Microbleeds in Late-Life Depression: Comparison of Early- and Late-Onset Depression

1Department of Neurology, Shanghai Tenth People’s Hospital of Tongji University, Middle Yanchang Road No. 301, Zhabei District, Shanghai 200072, China
2Yiwu Affiliated Hospital of Zhejiang University School of Medicine, Zhejiang, China
3Department of Radiology, Shanghai Tenth People’s Hospital of Tongji University, Shanghai, China

Received 24 September 2013; Revised 21 January 2014; Accepted 21 January 2014; Published 26 February 2014

Academic Editor: Yoshito Tsushima

Copyright © 2014 Chao Feng et al. This is an open access article distributed under the Creative Commons Attribution License, which permits unrestricted use, distribution, and reproduction in any medium, provided the original work is properly cited.

Abstract

Late-life depression could be classified roughly as early-onset depression (EOD) and late-onset depression (LOD). LOD was proved to be associated with cerebral lesions including white matter hyperintensities (WMH) and silent brain infarctions (SBI), differently from EOD. However, it is unclear whether similar association is present between LOD and microbleeds which are also silent lesions. In this study, 195 patients of late-life depression were evaluated and divided into EOD, presenile-onset depression (POD), and LOD groups; 85 healthy elderly controls were enrolled as controls.
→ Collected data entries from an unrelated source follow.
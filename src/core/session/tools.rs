//! Tool schemas advertised to the model and the matching tool names.

use serde_json::json;

use crate::core::realtime::ToolDef;

pub const RECORD_CALL_DATA: &str = "record_call_data";
pub const CHECK_STATUS: &str = "check_status";
pub const TRANSFER_TO_HUMAN: &str = "transfer_to_human";
pub const END_CALL: &str = "end_call";

/// Tools the dispatcher knows how to execute.
#[derive(Debug, Clone, Copy, PartialEq, Eq)]
pub enum Tool {
    RecordCallData,
    CheckStatus,
    TransferToHuman,
    EndCall,
}

impl Tool {
    pub fn from_name(name: &str) -> Option<Self> {
        match name {
            RECORD_CALL_DATA => Some(Self::RecordCallData),
            CHECK_STATUS => Some(Self::CheckStatus),
            TRANSFER_TO_HUMAN => Some(Self::TransferToHuman),
            END_CALL => Some(Self::EndCall),
            _ => None,
        }
    }

    pub fn name(&self) -> &'static str {
        match self {
            Self::RecordCallData => RECORD_CALL_DATA,
            Self::CheckStatus => CHECK_STATUS,
            Self::TransferToHuman => TRANSFER_TO_HUMAN,
            Self::EndCall => END_CALL,
        }
    }
}

fn function(name: &str, description: &str, parameters: serde_json::Value) -> ToolDef {
    ToolDef {
        tool_type: "function".to_string(),
        name: name.to_string(),
        description: Some(description.to_string()),
        parameters: Some(parameters),
    }
}

/// The full tool set sent in the session configuration.
///
/// `record_call_data` takes no phone parameter. The caller's number comes
/// from the call origination, never from the model.
pub fn tool_definitions() -> Vec<ToolDef> {
    vec![
        function(
            RECORD_CALL_DATA,
            "Record call information to the database",
            json!({
                "type": "object",
                "properties": {
                    "task_type": {
                        "type": "string",
                        "description": "Type of task or request (e.g., 'Policy Question', 'Address Change', 'Payment Inquiry')"
                    },
                    "call_summary": {
                        "type": "string",
                        "description": "Brief summary of the call"
                    },
                    "detail_info": {
                        "type": "string",
                        "description": "Detailed information about the call, customer requests, and outcomes"
                    }
                },
                "required": ["task_type", "call_summary"]
            }),
        ),
        function(
            CHECK_STATUS,
            "Check availability status of team members' phone lines",
            json!({
                "type": "object",
                "properties": {
                    "line_numbers": {
                        "type": "array",
                        "items": {"type": "integer"},
                        "description": "Array of line numbers to check (1, 2, 3)"
                    }
                },
                "required": ["line_numbers"]
            }),
        ),
        function(
            TRANSFER_TO_HUMAN,
            "Transfer the active call to a live human agent",
            json!({
                "type": "object",
                "properties": {
                    "line_number": {
                        "type": "integer",
                        "description": "Preferred: 1, 2, or 3. The server maps this to the correct phone number.",
                        "enum": [1, 2, 3]
                    },
                    "target_number": {
                        "type": "string",
                        "description": "Optional: E.164 phone number to transfer to (used if line_number is not provided)."
                    },
                    "reason": {
                        "type": "string",
                        "description": "Short reason for the transfer (for logging)"
                    }
                }
            }),
        ),
        function(
            END_CALL,
            "End the phone call",
            json!({
                "type": "object",
                "properties": {
                    "reason": {
                        "type": "string",
                        "description": "Reason for ending the call"
                    }
                },
                "required": ["reason"]
            }),
        ),
    ]
}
Subjects were scanned by MRI including susceptibility weighted images to evaluate white matter hyperintensities (WMH), silent brain infarctions (SBI), and microbleeds. The severity of depression was evaluated with 15-item Geriatric Depression Scale. Psychosocial factors were investigated with Scale of Life Events and Lubben Social Network Scale. Logistic regression and linear regression were performed to identify the independent risk factors for depression. Results showed that LOD patients had higher prevalence of microbleeds than EOD, POD, and control patients. The prevalence of lobar microbleeds and microbleeds in the left hemisphere was the independent risk factor for the occurrence of LOD; a high number of microbleeds were associated with severe state of LOD, whereas life events and lack of social support were more important for EOD and POD. All these results indicated that Microbleeds especially lobar microbleeds and microbleeds in the left hemisphere were associated with LOD but not with EOD.

1. Introduction

Depression is a common mood disorder among the elderly. According to the onset age of depression, depression of the elderly, that is, late-life depression (LID), could be classified as early-onset depression (EOD) and late-onset depression (LOD), with the cut-off age of onset being unclear and varying between 40 to 65 years [1, 2]. The etiologies of EOD and LOD might be different to some extent. Compared with EOD, LOD was proved to be associated with cerebrovascular diseases more strongly [3]. Several studies demonstrated that, compared with EOD, patients with LOD had higher prevalence of white matter hyperintensities (WMH) [4] and silent brain infarctions (SBI) [5] which are both silent lesions of cerebrovascular diseases. Besides, the occurrence and degree of WMH might also affect the symptom severity of depression [6]. Based on the above mentioned finding, some researchers proposed the “vascular depression” hypothesis as the etiological explanation for LOD [7, 8] and attributed LOD to silent lesions which could destruct neurons and connective fibers critical for mood control.

Microbleeds represent another subtype of silent lesions which indicate covert vascular damages, similar to WMH and SBI [9]. Recently, several studies showed that microbleeds were related to a higher rate and severity of poststroke depression (PSD) measured by Geriatric Depression Scale (GDS) [10, 11], similar to the association between WMH and LOD. However, the association between microbleeds and depression was only demonstrated among patients of PSD. It was reported that the occurrence of microbleeds in acute stroke was related to neurological deterioration [12] which might lead to unfavorable outcome and a high rate of subsequent depression; therefore, the association between microbleed and PSD might be mediated by stroke itself. No study examined the association between microbleeds and depression of generally elderly population. In the present study, we aimed to fill this gap and explore the possible relation between microbleeds and different subtypes of LID in the absence of stroke.

2. Methods

2.1. General Information

This was a cross-sectional study, approved by the Ethics Committee of Shanghai Tenth People’s Hospital. All procedures were carried out after the consent of each subject and the family members.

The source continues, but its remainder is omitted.